Stored data:
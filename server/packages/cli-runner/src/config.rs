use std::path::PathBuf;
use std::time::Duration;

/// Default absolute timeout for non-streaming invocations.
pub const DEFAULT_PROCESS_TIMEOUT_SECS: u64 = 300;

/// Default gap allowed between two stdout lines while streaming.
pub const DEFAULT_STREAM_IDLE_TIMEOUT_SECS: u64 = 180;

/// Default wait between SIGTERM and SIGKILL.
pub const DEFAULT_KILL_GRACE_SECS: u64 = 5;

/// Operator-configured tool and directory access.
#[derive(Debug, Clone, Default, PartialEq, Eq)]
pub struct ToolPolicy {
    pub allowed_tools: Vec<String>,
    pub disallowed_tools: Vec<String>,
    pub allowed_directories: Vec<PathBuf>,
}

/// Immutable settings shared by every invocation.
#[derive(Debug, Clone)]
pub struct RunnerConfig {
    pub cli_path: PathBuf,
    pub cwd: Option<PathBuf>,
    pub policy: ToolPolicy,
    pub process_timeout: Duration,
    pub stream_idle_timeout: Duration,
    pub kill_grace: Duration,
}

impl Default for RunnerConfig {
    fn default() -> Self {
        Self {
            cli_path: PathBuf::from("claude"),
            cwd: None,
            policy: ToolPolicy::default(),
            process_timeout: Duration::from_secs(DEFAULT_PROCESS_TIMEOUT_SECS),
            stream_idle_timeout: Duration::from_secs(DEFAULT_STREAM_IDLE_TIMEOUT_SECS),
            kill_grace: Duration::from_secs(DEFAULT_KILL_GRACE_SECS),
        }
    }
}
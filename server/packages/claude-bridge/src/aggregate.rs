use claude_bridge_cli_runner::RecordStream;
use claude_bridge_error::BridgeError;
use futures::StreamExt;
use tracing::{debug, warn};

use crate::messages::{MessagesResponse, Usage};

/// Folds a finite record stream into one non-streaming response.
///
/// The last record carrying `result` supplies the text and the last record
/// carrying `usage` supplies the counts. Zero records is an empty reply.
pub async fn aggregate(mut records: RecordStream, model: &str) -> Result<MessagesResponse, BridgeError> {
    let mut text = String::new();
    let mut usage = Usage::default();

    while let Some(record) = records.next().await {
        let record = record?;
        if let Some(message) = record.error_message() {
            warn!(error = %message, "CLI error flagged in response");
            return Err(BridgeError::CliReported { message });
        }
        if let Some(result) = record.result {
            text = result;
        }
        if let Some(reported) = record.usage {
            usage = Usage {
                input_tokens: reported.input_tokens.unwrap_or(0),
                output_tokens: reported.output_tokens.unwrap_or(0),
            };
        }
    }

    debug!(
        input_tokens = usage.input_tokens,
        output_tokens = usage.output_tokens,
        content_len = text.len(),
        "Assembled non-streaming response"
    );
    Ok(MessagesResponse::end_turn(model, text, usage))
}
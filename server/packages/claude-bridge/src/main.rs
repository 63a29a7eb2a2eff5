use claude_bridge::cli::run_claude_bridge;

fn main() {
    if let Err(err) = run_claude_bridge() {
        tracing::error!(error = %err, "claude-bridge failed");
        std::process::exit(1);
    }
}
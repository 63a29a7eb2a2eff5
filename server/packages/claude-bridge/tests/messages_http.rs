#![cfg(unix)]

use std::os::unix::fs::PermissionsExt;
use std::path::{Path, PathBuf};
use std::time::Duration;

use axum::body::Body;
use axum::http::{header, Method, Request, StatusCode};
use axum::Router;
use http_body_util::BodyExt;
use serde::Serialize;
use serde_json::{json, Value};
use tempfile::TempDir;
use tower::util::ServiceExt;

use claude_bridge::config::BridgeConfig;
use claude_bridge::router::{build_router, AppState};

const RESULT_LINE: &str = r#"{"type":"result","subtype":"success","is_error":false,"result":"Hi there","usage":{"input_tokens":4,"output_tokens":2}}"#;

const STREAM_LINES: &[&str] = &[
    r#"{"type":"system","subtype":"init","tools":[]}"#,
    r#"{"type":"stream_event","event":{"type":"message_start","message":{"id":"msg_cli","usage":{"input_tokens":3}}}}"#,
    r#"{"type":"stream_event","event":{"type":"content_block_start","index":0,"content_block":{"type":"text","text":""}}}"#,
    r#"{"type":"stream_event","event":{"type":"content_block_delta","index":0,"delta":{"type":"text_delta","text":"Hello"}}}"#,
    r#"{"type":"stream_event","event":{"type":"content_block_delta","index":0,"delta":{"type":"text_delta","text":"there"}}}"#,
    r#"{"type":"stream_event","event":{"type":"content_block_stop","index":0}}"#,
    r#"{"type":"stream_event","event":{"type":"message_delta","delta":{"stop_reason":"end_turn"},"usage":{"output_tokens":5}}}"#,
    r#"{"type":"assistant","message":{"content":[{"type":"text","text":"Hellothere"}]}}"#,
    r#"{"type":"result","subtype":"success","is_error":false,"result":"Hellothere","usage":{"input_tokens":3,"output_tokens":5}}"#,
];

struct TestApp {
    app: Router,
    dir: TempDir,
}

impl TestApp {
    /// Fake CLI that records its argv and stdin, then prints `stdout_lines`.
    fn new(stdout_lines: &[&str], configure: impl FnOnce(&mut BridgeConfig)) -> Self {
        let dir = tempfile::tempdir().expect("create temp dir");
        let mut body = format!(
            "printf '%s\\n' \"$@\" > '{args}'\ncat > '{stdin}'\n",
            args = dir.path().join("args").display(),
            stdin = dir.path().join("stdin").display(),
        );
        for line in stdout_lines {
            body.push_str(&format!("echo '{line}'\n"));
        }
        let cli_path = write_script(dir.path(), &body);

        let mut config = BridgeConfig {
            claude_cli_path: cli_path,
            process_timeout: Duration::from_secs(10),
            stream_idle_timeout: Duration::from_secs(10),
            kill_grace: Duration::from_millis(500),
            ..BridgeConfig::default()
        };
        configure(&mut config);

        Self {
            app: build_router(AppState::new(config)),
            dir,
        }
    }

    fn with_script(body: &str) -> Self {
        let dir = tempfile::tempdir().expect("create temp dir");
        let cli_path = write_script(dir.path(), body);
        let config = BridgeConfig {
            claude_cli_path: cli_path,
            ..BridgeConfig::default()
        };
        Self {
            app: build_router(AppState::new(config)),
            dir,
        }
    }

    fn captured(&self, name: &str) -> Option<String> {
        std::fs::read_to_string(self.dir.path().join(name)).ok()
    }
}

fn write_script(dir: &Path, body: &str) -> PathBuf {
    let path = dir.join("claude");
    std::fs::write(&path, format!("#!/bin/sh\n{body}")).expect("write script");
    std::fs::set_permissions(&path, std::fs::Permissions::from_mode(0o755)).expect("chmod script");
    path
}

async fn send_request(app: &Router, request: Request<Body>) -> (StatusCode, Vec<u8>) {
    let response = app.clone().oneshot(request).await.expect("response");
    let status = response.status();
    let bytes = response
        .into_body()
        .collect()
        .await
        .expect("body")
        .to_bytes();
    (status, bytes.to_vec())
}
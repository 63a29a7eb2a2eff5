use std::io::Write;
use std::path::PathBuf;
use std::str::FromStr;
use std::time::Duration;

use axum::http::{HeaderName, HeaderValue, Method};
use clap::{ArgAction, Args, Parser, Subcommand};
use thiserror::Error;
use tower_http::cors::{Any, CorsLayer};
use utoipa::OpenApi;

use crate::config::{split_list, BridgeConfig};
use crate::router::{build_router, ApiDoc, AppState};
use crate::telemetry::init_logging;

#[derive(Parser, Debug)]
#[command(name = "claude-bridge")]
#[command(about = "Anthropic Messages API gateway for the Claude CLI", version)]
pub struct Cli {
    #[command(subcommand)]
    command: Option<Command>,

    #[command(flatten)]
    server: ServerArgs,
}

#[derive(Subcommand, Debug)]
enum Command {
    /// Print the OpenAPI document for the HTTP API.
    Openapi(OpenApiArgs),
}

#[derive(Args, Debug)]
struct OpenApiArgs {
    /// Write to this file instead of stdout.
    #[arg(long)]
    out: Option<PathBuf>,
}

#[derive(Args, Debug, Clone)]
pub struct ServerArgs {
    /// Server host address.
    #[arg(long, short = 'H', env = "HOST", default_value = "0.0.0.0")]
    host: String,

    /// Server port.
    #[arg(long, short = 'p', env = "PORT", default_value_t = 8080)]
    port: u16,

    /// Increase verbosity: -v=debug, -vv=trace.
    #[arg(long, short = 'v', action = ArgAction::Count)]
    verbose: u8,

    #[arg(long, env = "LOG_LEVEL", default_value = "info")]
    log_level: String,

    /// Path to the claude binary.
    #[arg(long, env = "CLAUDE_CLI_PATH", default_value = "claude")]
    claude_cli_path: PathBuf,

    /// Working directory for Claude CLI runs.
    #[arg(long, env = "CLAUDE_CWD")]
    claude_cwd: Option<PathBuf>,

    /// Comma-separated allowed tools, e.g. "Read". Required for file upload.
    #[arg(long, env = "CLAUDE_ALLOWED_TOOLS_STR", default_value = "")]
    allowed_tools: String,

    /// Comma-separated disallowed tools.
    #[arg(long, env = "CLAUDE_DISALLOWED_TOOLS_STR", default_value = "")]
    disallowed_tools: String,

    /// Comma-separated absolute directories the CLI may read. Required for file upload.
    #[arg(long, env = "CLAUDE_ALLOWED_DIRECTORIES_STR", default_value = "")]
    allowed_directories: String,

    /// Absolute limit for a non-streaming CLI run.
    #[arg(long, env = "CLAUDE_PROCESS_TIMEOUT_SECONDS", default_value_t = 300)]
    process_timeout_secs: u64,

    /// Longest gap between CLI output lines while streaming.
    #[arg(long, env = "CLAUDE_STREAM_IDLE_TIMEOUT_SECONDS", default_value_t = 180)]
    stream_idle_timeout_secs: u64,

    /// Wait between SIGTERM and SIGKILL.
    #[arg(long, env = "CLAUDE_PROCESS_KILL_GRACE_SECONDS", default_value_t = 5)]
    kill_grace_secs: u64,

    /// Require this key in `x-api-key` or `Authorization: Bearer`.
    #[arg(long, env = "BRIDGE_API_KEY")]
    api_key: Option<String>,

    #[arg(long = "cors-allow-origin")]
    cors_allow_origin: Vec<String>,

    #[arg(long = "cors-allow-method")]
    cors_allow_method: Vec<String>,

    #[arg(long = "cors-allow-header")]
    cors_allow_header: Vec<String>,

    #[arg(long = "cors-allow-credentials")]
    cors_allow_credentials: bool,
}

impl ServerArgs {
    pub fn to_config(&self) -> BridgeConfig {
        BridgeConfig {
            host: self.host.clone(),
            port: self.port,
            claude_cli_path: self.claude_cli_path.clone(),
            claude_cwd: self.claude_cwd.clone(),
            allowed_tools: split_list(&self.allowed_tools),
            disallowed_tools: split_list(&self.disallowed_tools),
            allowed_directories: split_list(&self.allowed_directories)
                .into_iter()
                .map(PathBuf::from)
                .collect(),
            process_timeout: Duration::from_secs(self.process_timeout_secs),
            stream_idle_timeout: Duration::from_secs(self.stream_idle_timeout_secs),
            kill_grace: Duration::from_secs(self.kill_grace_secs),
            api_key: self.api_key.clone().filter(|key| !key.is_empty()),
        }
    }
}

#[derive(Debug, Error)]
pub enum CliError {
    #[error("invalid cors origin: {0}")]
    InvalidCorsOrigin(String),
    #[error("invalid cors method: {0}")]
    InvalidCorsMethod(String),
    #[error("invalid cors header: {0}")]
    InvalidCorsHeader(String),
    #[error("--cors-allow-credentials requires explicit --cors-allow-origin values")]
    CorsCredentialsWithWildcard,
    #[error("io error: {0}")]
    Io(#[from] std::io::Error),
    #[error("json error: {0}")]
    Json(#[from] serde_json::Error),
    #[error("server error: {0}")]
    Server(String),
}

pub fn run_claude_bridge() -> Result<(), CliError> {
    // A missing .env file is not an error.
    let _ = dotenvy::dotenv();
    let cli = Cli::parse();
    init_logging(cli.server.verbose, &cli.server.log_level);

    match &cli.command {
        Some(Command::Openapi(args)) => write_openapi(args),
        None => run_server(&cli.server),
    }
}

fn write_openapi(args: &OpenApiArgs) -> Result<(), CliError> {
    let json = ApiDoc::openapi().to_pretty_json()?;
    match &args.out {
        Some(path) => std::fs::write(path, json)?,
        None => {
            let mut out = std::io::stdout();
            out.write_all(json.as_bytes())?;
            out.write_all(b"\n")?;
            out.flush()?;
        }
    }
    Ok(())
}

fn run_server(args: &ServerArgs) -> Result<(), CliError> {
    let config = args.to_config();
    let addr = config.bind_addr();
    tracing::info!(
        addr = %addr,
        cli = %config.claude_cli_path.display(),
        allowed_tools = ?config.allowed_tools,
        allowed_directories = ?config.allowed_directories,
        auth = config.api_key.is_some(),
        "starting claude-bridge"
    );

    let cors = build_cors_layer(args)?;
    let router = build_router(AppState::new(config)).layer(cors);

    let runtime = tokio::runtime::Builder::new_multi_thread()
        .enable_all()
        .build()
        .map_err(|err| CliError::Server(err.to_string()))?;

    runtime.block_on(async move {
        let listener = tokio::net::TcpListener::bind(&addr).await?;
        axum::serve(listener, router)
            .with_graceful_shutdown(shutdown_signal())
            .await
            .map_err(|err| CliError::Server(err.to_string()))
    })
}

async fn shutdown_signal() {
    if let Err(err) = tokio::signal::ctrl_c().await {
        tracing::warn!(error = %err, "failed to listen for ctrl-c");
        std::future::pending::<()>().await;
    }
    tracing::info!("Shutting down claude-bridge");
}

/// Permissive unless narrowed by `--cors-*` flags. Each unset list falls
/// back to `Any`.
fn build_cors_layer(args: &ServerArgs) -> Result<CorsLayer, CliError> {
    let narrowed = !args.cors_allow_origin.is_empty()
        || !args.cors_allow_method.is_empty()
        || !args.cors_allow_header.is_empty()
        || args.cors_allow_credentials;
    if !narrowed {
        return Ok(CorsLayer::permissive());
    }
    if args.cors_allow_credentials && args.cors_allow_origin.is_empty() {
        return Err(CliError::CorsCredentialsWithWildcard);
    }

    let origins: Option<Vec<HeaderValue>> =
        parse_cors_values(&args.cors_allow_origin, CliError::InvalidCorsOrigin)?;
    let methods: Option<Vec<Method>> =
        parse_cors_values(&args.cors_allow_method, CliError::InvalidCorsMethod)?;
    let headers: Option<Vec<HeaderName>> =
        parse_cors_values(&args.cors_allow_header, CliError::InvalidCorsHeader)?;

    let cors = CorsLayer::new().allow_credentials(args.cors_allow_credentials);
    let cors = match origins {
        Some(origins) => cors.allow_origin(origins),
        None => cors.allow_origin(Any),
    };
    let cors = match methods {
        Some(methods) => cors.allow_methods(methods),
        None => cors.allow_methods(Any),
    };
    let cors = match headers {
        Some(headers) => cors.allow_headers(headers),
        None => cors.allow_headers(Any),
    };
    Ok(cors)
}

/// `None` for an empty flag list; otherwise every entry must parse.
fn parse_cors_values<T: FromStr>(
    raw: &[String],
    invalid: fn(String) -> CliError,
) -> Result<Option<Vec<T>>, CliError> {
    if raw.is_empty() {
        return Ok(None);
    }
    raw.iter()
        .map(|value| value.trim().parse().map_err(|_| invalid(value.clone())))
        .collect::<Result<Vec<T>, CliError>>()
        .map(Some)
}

→ **Work task**:
In the data above, which lines include "upload"? Return those lines.

→ **Response**:
    /// Comma-separated allowed tools, e.g. "Read". Required for file upload.
    /// Comma-separated absolute directories the CLI may read. Required for file upload.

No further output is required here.